渡された型がブラウザでサポートされていない場合、想定どおり、このメソッドは NotSupportedError 例外をスローします。

コーデックをまたいだバイトストリームのバッファリングと、オーディオ要素の再生を試すには、サンプルをご覧ください。

出荷の意向 | Chromestatus トラッカー | Chromium のバグ

MSE 用の MP4 の Opus

オープンで汎用性の高いオーディオ コーデック Opus は、Chrome 33 以降、<audio> 要素と <video> 要素でサポートされています。その後、ISO-BMFF の Opus サポート(MP4 の Opus)が追加されました。Chrome 70 では Media Source Extensions として MP4 の Opus を利用できるようになりました。

MP4 の Opus が MSE でサポートされているかどうかを確認する方法は次のとおりです。
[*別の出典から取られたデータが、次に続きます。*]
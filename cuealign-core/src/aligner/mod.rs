//! Incremental alignment state machine
//!
//! The [`Aligner`] owns the only mutable state of the engine: the active
//! segment, how many of its tokens have been heard, and how much of the
//! transcript has already been read. It is driven by three host calls:
//!
//! - [`Aligner::consume_transcript`] with the full transcript so far
//! - [`Aligner::advance`] / [`Aligner::retreat`] / [`Aligner::seek`] for
//!   manual navigation
//! - [`Aligner::poll`] to fire the debounce timer once its deadline passes
//!
//! # Example
//!
//! ```rust
//! use cuealign_core::{AlignerConfig, Aligner, ManualClock};
//! use std::time::Duration;
//!
//! let clock = ManualClock::new();
//! let mut aligner = Aligner::with_clock(
//!     "Hello world. Testing one two.",
//!     AlignerConfig::default(),
//!     clock.clone(),
//! )?;
//!
//! aligner.consume_transcript("Hello world");
//! assert_eq!(aligner.state().position(), (0, 2));
//!
//! clock.advance(Duration::from_millis(50));
//! aligner.poll();
//! assert_eq!(aligner.state().position(), (1, 0));
//! # Ok::<(), cuealign_core::Error>(())
//! ```

mod matcher;
pub mod state;
pub mod view;

use crate::clock::{Clock, SystemClock};
use crate::config::AlignerConfig;
use crate::error::Result;
use crate::text::{tokenize, Segment, Segmenter, Token};
use log::{debug, trace};
use matcher::{completion_ratio, jump_offset, local_match};
use std::time::Duration;

pub use state::{AlignmentEvent, AlignmentState, Events, Update};
pub use view::{SegmentStatus, SegmentView};

/// Aligns a growing transcript against a segmented script
#[derive(Debug)]
pub struct Aligner<C: Clock = SystemClock> {
    config: AlignerConfig,
    segmenter: Segmenter,
    segments: Vec<Segment>,
    state: AlignmentState,
    /// Deadline of the pending auto-advance, on `clock`
    pending_advance: Option<Duration>,
    /// Spoken tokens left unprocessed by a jump
    carry: Vec<Token>,
    active: bool,
    clock: C,
}

impl Aligner<SystemClock> {
    /// Create an aligner with default configuration and wall-clock time
    pub fn new(script: &str) -> Self {
        Self::build(script, AlignerConfig::default(), SystemClock::new())
    }
}

impl<C: Clock> Aligner<C> {
    /// Create an aligner with explicit configuration and clock
    ///
    /// Fails with the first [`validate`](AlignerConfig::validate) error of
    /// `config`.
    pub fn with_clock(script: &str, config: AlignerConfig, clock: C) -> Result<Self> {
        config.validate()?;
        Ok(Self::build(script, config, clock))
    }

    fn build(script: &str, config: AlignerConfig, clock: C) -> Self {
        let segmenter = Segmenter::new(&config.segmenter);
        let segments = segmenter.segment(script);
        debug!("built {} segments from script", segments.len());

        Self {
            config,
            segmenter,
            segments,
            state: AlignmentState::default(),
            pending_advance: None,
            carry: Vec::new(),
            active: true,
            clock,
        }
    }

    /// Replace the script, rebuilding token tables and resetting position
    pub fn set_script(&mut self, script: &str) {
        self.segments = self.segmenter.segment(script);
        debug!("script replaced, {} segments", self.segments.len());
        self.reset();
    }

    /// Turn alignment on or off; both directions reset the position
    ///
    /// Transcripts fed while inactive are ignored.
    pub fn set_active(&mut self, active: bool) {
        self.active = active;
        self.reset();
    }

    /// Whether transcripts are currently aligned
    pub fn is_active(&self) -> bool {
        self.active
    }

    /// Return to the start of the script and discard any pending timer
    pub fn reset(&mut self) {
        self.state = AlignmentState::default();
        self.pending_advance = None;
        self.carry.clear();
    }

    /// Feed the full transcript recognised so far
    ///
    /// Only the part beyond the previously consumed length is matched. A
    /// transcript that is not longer than that length is ignored, including
    /// revisions of earlier text.
    pub fn consume_transcript(&mut self, transcript: &str) -> Update {
        let mut events = Events::new();
        if let Some(event) = self.poll() {
            events.push(event);
        }

        if !self.active {
            return self.update(events);
        }

        let consumed = self.state.consumed_transcript_length;
        if transcript.len() <= consumed {
            if transcript.len() < consumed {
                debug!(
                    "transcript shrank from {} to {} bytes, ignoring",
                    consumed,
                    transcript.len()
                );
            }
            return self.update(events);
        }

        let start = (consumed..=transcript.len())
            .find(|&i| transcript.is_char_boundary(i))
            .unwrap_or(transcript.len());
        self.state.consumed_transcript_length = transcript.len();

        let mut spoken = std::mem::take(&mut self.carry);
        spoken.extend(tokenize(&transcript[start..]));

        if let Some(event) = self.match_tokens(spoken) {
            events.push(event);
        }

        self.update(events)
    }

    /// Fire the auto-advance timer if its deadline has passed
    pub fn poll(&mut self) -> Option<AlignmentEvent> {
        let deadline = self.pending_advance?;
        if self.clock.now() < deadline {
            return None;
        }
        self.pending_advance = None;

        let index = self.state.active_segment_index;
        if index >= self.segments.len() {
            return None;
        }

        self.state.active_segment_index = index + 1;
        self.state.matched_token_count = 0;
        debug!("segment {index} completed, advancing");

        Some(AlignmentEvent::SegmentCompleted { index })
    }

    /// Instant at which [`poll`](Self::poll) will next have work to do
    pub fn next_deadline(&self) -> Option<Duration> {
        self.pending_advance
    }

    /// Move to the next segment
    pub fn advance(&mut self) -> Option<AlignmentEvent> {
        let next = self.state.active_segment_index + 1;
        if next >= self.segments.len() {
            return None;
        }
        self.move_to(next)
    }

    /// Move to the previous segment
    pub fn retreat(&mut self) -> Option<AlignmentEvent> {
        let previous = self.state.active_segment_index.checked_sub(1)?;
        self.move_to(previous)
    }

    /// Move to an arbitrary segment, clamped to the last one
    pub fn seek(&mut self, index: usize) -> Option<AlignmentEvent> {
        self.move_to(index)
    }

    fn move_to(&mut self, target: usize) -> Option<AlignmentEvent> {
        let last = self.segments.len().checked_sub(1)?;
        let target = target.min(last);
        let from = self.state.active_segment_index;
        if target == from {
            return None;
        }

        self.pending_advance = None;
        self.state.active_segment_index = target;
        self.state.matched_token_count = 0;
        debug!("navigated from segment {from} to {target}");

        Some(AlignmentEvent::Navigated { from, to: target })
    }

    fn match_tokens(&mut self, spoken: Vec<Token>) -> Option<AlignmentEvent> {
        let mut spoken = spoken.into_iter();

        while let Some(token) = spoken.next() {
            let index = self.state.active_segment_index;
            let Some(segment) = self.segments.get(index) else {
                break;
            };
            let matched = self.state.matched_token_count;

            if let Some(count) =
                local_match(&segment.tokens, matched, &token, self.config.lookahead_window)
            {
                trace!("'{}' matched segment {index} up to {count}", token.text);
                self.state.matched_token_count = count;
                continue;
            }

            let ratio = completion_ratio(matched, segment.token_count());
            if ratio > self.config.jump_threshold {
                let hit = self.segments.get(index + 1).and_then(|next| {
                    jump_offset(&next.tokens, &token, self.config.jump_window)
                });

                if let Some(offset) = hit {
                    self.state.active_segment_index = index + 1;
                    self.state.matched_token_count = offset + 1;
                    self.pending_advance = None;
                    self.carry = spoken.collect();
                    debug!(
                        "jumped from segment {index} to {} on '{}' (offset {offset})",
                        index + 1,
                        token.text
                    );
                    return Some(AlignmentEvent::Jumped {
                        from: index,
                        to: index + 1,
                        offset,
                    });
                }
            }

            trace!("'{}' discarded at segment {index}", token.text);
        }

        self.arm_if_complete();
        None
    }

    fn arm_if_complete(&mut self) {
        let Some(segment) = self.segments.get(self.state.active_segment_index) else {
            return;
        };
        if self.state.matched_token_count >= segment.token_count()
            && self.pending_advance.is_none()
        {
            let deadline = self.clock.now() + self.config.debounce();
            trace!("auto-advance armed for {deadline:?}");
            self.pending_advance = Some(deadline);
        }
    }

    fn update(&self, events: Events) -> Update {
        Update {
            state: self.state,
            events,
        }
    }

    /// Current position
    pub fn state(&self) -> AlignmentState {
        self.state
    }

    /// All segments of the current script
    pub fn segments(&self) -> &[Segment] {
        &self.segments
    }

    /// Number of segments in the current script
    pub fn segment_count(&self) -> usize {
        self.segments.len()
    }

    /// Segment currently being spoken, `None` at end of script
    pub fn active_segment(&self) -> Option<&Segment> {
        self.segments.get(self.state.active_segment_index)
    }

    /// Whether the end of the script has been reached
    pub fn is_finished(&self) -> bool {
        self.state.active_segment_index >= self.segments.len()
    }

    /// Whether an auto-advance is waiting to fire
    pub fn pending_advance(&self) -> bool {
        self.pending_advance.is_some()
    }

    /// Active configuration
    pub fn config(&self) -> &AlignerConfig {
        &self.config
    }
}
if (MediaSource.isTypeSupported('audio/mp4; codecs="opus"')) {
  // TODO: Fetch data and feed it to a media source.
}

詳細なサンプルについては、公式サンプルをご覧ください。

MP4 に Opus を適切な終了トリミング値とプリスキップ値で多重化するツールがないため、このような精度が重要な場合は、Chrome で SourceBuffer.appendWindow{Start,End}SourceBuffer.timestampOffset を使用してサンプル単位で正確な再生を取得する必要があります。

出荷の意向 | Chromestatus トラッカー | Chromium のバグ

Android で、保護されたコンテンツの再生をデフォルトで許可する

Android 版 Chrome 70 では、「保護されたコンテンツ」サイト設定のデフォルト値が [最初に確認] から [許可済み] に変更され、そのようなメディアの再生に伴う負担が軽減されます。この変更が行われるのは、Cookie やサイトデータとともにメディア ライセンスを削除するための追加手順により、サイトで閲覧データを消去したユーザーのトラッキングにメディア ライセンスが使用されないようにするためです。